2.2.2. De rechtbank heeft zonder nadere motivering geoordeeld dat de stelconplaten en stenen die zijn aangebracht als verharding niet gerelateerd zijn aan agrarische activiteiten. [appellant] heeft echter ter zitting bij de Afdeling gemotiveerd uiteengezet dat de verharding wordt gebruikt om voertuigen van onder meer leveranciers van het agrarische bedrijf te kunnen laten keren en dat hij zonder die verharding ernstig wordt beperkt in zijn bedrijfsvoering. Het college heeft ter zitting weersproken dat de verharding wordt gebruikt voor agrarische doeleinden, maar heeft zijn standpunt niet met concrete en overtuigende gegevens gestaafd, hoewel het aan het college is om aannemelijk te maken dat [appellant] het verbod van artikel 6, derde lid, van de planvoorschriften heeft overtreden. Aldus kan niet worden uitgesloten dat de verharding past binnen de agrarische bestemming. Gelet hierop heeft het college in strijd met artikel 3:2 van de Algemene wet bestuursrecht (hierna: de Awb) onvoldoende kennis vergaard omtrent de relevante feiten en is het besluit van het college van 1 september 2009 in strijd met artikel 7:12, eerste lid, van de Awb niet deugdelijk gemotiveerd.
Het betoog slaagt.
2.3. Het hoger beroep is gegrond. De aangevallen uitspraak dient te worden vernietigd. Doende hetgeen de rechtbank zou behoren te doen, zal de Afdeling het beroep tegen het besluit van het college van 1 september 2009 alsnog gegrond verklaren. Dat besluit komt wegens strijd met de artikelen 3:2 en 7:12, eerste lid, van de Awb voor vernietiging in aanmerking. Het college dient een nieuw besluit te nemen met inachtneming van hetgeen in deze uitspraak is overwogen.

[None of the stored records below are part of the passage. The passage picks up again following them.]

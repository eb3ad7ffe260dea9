use serde::{Deserialize, Serialize};
use strum::{AsRefStr, EnumString};

use crate::error::{AppError, Result, msg};
use crate::pagination::PaginationQuery;

use super::deserialize_optional_nullable;

pub const ORDER_ID_MIN_LEN: usize = 3;
pub const ORDER_ID_MAX_LEN: usize = 50;
pub const EXPIRATION_DAYS_MIN: i32 = 1;
pub const EXPIRATION_DAYS_MAX: i32 = 365;

/// Display status of an order. Never stored; always derived from the
/// one-time-use flag and the claim count.
#[derive(Debug, Clone, Copy, PartialEq, Eq, Serialize, Deserialize, AsRefStr, EnumString)]
#[serde(rename_all = "snake_case")]
#[strum(serialize_all = "snake_case")]
pub enum OrderStatus {
    Available,
    Claimed,
}

impl OrderStatus {
    /// Multi-use orders stay `Available` no matter how often they are claimed.
    pub fn derive(one_time_use: bool, claim_count: i64) -> Self {
        if one_time_use && claim_count > 0 {
            OrderStatus::Claimed
        } else {
            OrderStatus::Available
        }
    }
}

#[derive(Debug, Clone, Serialize, Deserialize)]
pub struct Order {
    pub id: i64,
    /// External identifier handed to the buyer.
    pub order_id: String,
    /// Unix seconds; None = never expires.
    pub expires_at: Option<i64>,
    pub one_time_use: bool,
    pub claim_count: i64,
    pub last_claimed_at: Option<i64>,
    pub created_at: i64,
    pub updated_at: i64,
}

impl Order {
    pub fn status(&self) -> OrderStatus {
        OrderStatus::derive(self.one_time_use, self.claim_count)
    }

    /// Expired once `now` is strictly past the deadline.
    pub fn is_expired_at(&self, now: i64) -> bool {
        self.expires_at.is_some_and(|exp| now > exp)
    }
}

/// Admin view of an order with its derived fields and product set.
#[derive(Debug, Clone, Serialize)]
pub struct OrderView {
    #[serde(flatten)]
    pub order: Order,
    pub status: OrderStatus,
    pub expired: bool,
    pub product_ids: Vec<i64>,
}

impl OrderView {
    pub fn new(order: Order, product_ids: Vec<i64>, now: i64) -> Self {
        Self {
            status: order.status(),
            expired: order.is_expired_at(now),
            order,
            product_ids,
        }
    }
}

/// True for 3-50 characters of `[A-Za-z0-9_-]`.
pub fn is_valid_order_identifier(value: &str) -> bool {
    (ORDER_ID_MIN_LEN..=ORDER_ID_MAX_LEN).contains(&value.len())
        && value
            .chars()
            .all(|c| c.is_ascii_alphanumeric() || c == '-' || c == '_')
}

fn validate_product_ids(ids: &[i64]) -> Result<()> {
    if ids.is_empty() {
        return Err(AppError::BadRequest(msg::PRODUCT_IDS_EMPTY.into()));
    }
    if ids.iter().any(|id| *id <= 0) {
        return Err(AppError::BadRequest(msg::PRODUCT_IDS_INVALID.into()));
    }
    Ok(())
}

fn validate_expiration_days(days: Option<i32>) -> Result<()> {
    if let Some(days) = days
        && !(EXPIRATION_DAYS_MIN..=EXPIRATION_DAYS_MAX).contains(&days)
    {
        return Err(AppError::BadRequest(msg::EXPIRATION_DAYS_RANGE.into()));
    }
    Ok(())
}

/// Drop repeated ids, keeping the first occurrence so positions stay stable.
pub fn dedup_product_ids(ids: &[i64]) -> Vec<i64> {
    let mut seen = std::collections::HashSet::with_capacity(ids.len());
    ids.iter().copied().filter(|id| seen.insert(*id)).collect()
}

#[derive(Debug, Deserialize)]
pub struct CreateOrder {
    pub order_id: String,
    pub product_ids: Vec<i64>,
    /// Falls back to the policy default when absent.
    #[serde(default)]
    pub expiration_days: Option<i32>,
    /// Falls back to the policy default when absent.
    #[serde(default)]
    pub one_time_use: Option<bool>,
}

impl CreateOrder {
    pub fn validate(&self) -> Result<()> {
        if !is_valid_order_identifier(self.order_id.trim()) {
            return Err(AppError::BadRequest(msg::ORDER_ID_INVALID.into()));
        }
        validate_product_ids(&self.product_ids)?;
        validate_expiration_days(self.expiration_days)
    }
}

#[derive(Debug, Default, Deserialize)]
pub struct UpdateOrder {
    /// Internal numeric id of the order being edited.
    pub id: i64,
    /// Full replacement of the product set.
    #[serde(default)]
    pub product_ids: Option<Vec<i64>>,
    #[serde(default)]
    pub one_time_use: Option<bool>,
    /// New window counted from the time of the edit.
    #[serde(default)]
    pub expiration_days: Option<i32>,
    /// Absolute deadline; null clears it.
    #[serde(default, deserialize_with = "deserialize_optional_nullable")]
    pub expires_at: Option<Option<i64>>,
    /// Overrides the configured reset when flipping multi-use to one-time.
    #[serde(default)]
    pub reset_claim_count: Option<bool>,
}

impl UpdateOrder {
    pub fn validate(&self) -> Result<()> {
        if self.id <= 0 {
            return Err(AppError::BadRequest("id must be a positive integer".into()));
        }
        if let Some(ref ids) = self.product_ids {
            validate_product_ids(ids)?;
        }
        validate_expiration_days(self.expiration_days)?;
        if self.expiration_days.is_some() && self.expires_at.is_some() {
            return Err(AppError::BadRequest(
                "Provide either expiration_days or expires_at, not both".into(),
            ));
        }
        Ok(())
    }
}

#[derive(Debug, Deserialize)]
pub struct DeleteOrderQuery {
    pub id: i64,
}

/// Filters for the admin order listing.
#[derive(Debug, Default, Deserialize)]
pub struct OrderListQuery {
    #[serde(default)]
    pub limit: Option<i64>,
    #[serde(default)]
    pub offset: Option<i64>,
    #[serde(default)]
    pub status: Option<OrderStatus>,
    /// Substring match on the external order id.
    #[serde(default)]
    pub search: Option<String>,
}

impl OrderListQuery {
    pub fn pagination(&self) -> PaginationQuery {
        PaginationQuery {
            limit: self.limit,
            offset: self.offset,
        }
    }
}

2.4. Het college dient op na te melden wijze tot vergoeding van de proceskosten te worden veroordeeld.
3. Beslissing
De Afdeling bestuursrechtspraak van de Raad van State
Recht doende in naam der Koningin:
I. verklaart het hoger beroep gegrond;
II. vernietigt de uitspraak van de rechtbank Groningen van 16 februari 2010 in zaak nr. 09/1002;
III. verklaart het bij de rechtbank ingestelde beroep gegrond;
IV. vernietigt het besluit van het college van burgemeester en wethouders van Zuidhorn van 1 september 2009, kenmerk RV/0275/0902609;
V. veroordeelt het college van burgemeester en wethouders van Zuidhorn tot vergoeding van bij [appellant] in verband met de behandeling van het beroep en hoger beroep opgekomen proceskosten tot een bedrag van € 874,00 (zegge: achthonderdvierenzeventig euro), geheel toe te rekenen aan door een derde beroepsmatig verleende rechtsbijstand;
VI. gelast dat het college aan [appellant] het door hem betaalde griffierecht ten bedrage van € 374,00 (zegge: driehonderdvierenzeventig euro) voor de behandeling van het beroep en het hoger beroep vergoedt.
Aldus vastgesteld door mr. W. Konijnenbelt, lid van de enkelvoudige kamer, in tegenwoordigheid van mr. J.A.A. van Roessel, ambtenaar van staat.
w.g. Konijnenbelt w.g. Van Roessel
lid van de enkelvoudige kamer ambtenaar van staat
Uitgesproken in het openbaar op 24 november 2010
457-672.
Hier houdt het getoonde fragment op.